Gertrude Baker was born on January 3, 1873 in Birmingham, England. Her parents belonged to an upper middle-class English Anglican family. Her mother died giving birth to her fifth child. Gertrude and her young siblings were then cared for by her maternal grandmother. The Baker home was in the vicinity of an oratory recently opened by Father John Henry Newman, who eventually received Teresa’s grandmother into the Church, along with her five grandchildren.
Encouraged to develop her talents, Gertrude was sent to a finishing school in Paris, where she acquired fluency in French and studied music, and then continued on at Trinity College, London and obtained a Music Teacher’s diploma from the Royal Conservatory. In one of her many trips abroad, Gertrude visited Winnipeg, Canada for the marriage of her brother and later decided to join him in Tompkins, SK where she gave music lessons. It may have been through an ad in the local paper that Gertrude first learned about St. Angela’s Convent at Prelate. However, it was during a chance meeting with Sister Margaret, that Gertrude’s decision to serve God in religious life was confirmed. She arrived in Prelate in the fall of 1922, barely three years after the sod turning of St. Angela’s Convent (1919). On December 27, 1923 she received the religious habit and the name “Sister Teresa.” It was evident from the day she entered that she had but one preoccupation: to become a religious after the Heart of Jesus.
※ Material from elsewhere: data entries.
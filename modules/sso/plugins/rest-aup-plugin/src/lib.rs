#![cfg_attr(coverage_nightly, feature(coverage_attribute))]
//! REST AUP Plugin
//!
//! Delegates the acceptable usage policy to an external HTTP service:
//!
//! - `GET {base_url}/policy?username=` returns `{"code", "defaultText"}`
//! - `POST {base_url}?username=` records acceptance
//! - `GET {base_url}/status?username=` answers `202` when accepted, `403` when not
//!
//! ## Configuration
//!
//! ```yaml
//! plugins:
//!   rest_aup:
//!     base_url: "http://localhost:5544/aup"
//!     timeout_ms: 2000
//! ```

pub mod config;
pub mod domain;

pub use config::RestAupPluginConfig;
pub use domain::{RestAupError, Service};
This showed in her childlike simplicity and spirit of prayer; in her cheerfulness and constant gentle courtesy and kindness to everyone; in her generous self-giving to serve wherever she could whether in menial tasks, as Directress of Novices, teaching in the classroom or giving music lessons.
She was a full-time classroom teacher for only two-and-a-half terms. In 1927 she returned to St. Angela’s, becoming fully occupied with music and other private lessons. She remained there for the rest of her life. Towards the end and in failing health, her superior relieved her of all responsibility other than to pray for the Community. Submitting in all simplicity and humility, Sister Teresa spent hours at prayer in the chapel. She died on December 4, 1949, a month prior to her 77th birthday.